Activity:
Please return only the lines from the one holding "and return readings" through the one holding "its assigned identifier.", exactly as they appear in the records below, both ends included.

Dataset content:
//! Reading persistence boundary.
//!
//! The query engine only needs to insert a reading and look readings up by
//! sensor id and/or inclusive time range. This gateway module exposes the
//! [`ReadingStore`] trait and its two backends (EMBP):
//! - [`PgReadingStore`] backed by PostgreSQL through `sqlx`
//! - [`InMemoryReadingStore`] for tests and database-less runs
//!
//! A single `save` is atomic in both backends; the engine adds no locking of
//! its own around writes.

use async_trait::async_trait;
use chrono::{DateTime, Utc};

use crate::error::StoreError;
use crate::models::{PendingReading, Reading, SensorId};

mod memory;
mod postgres;

pub use memory::InMemoryReadingStore;
pub use postgres::PgReadingStore;

// ---

/// Storage contract consumed by [`SensorService`](crate::service::SensorService).
///
/// All range lookups treat both bounds as inclusive and return readings
/// ordered by timestamp, then id.
#[async_trait]
pub trait ReadingStore: Send + Sync {
    /// Insert a reading, returning it with its assigned identifier.
    async fn save(&self, reading: PendingReading) -> Result<Reading, StoreError>;

    async fn find_all(&self) -> Result<Vec<Reading>, StoreError>;

    async fn find_by_sensor_id(&self, sensor_id: &SensorId) -> Result<Vec<Reading>, StoreError>;

    async fn find_by_sensor_id_and_timestamp_between(
        &self,
        sensor_id: &SensorId,
        start: DateTime<Utc>,
        end: DateTime<Utc>,
    ) -> Result<Vec<Reading>, StoreError>;

    async fn find_by_sensor_ids_and_timestamp_between(
        &self,
        sensor_ids: &[SensorId],
        start: DateTime<Utc>,
        end: DateTime<Utc>,
    ) -> Result<Vec<Reading>, StoreError>;
}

Expected output:
/// All range lookups treat both bounds as inclusive and return readings
/// ordered by timestamp, then id.
#[async_trait]
pub trait ReadingStore: Send + Sync {
    /// Insert a reading, returning it with its assigned identifier.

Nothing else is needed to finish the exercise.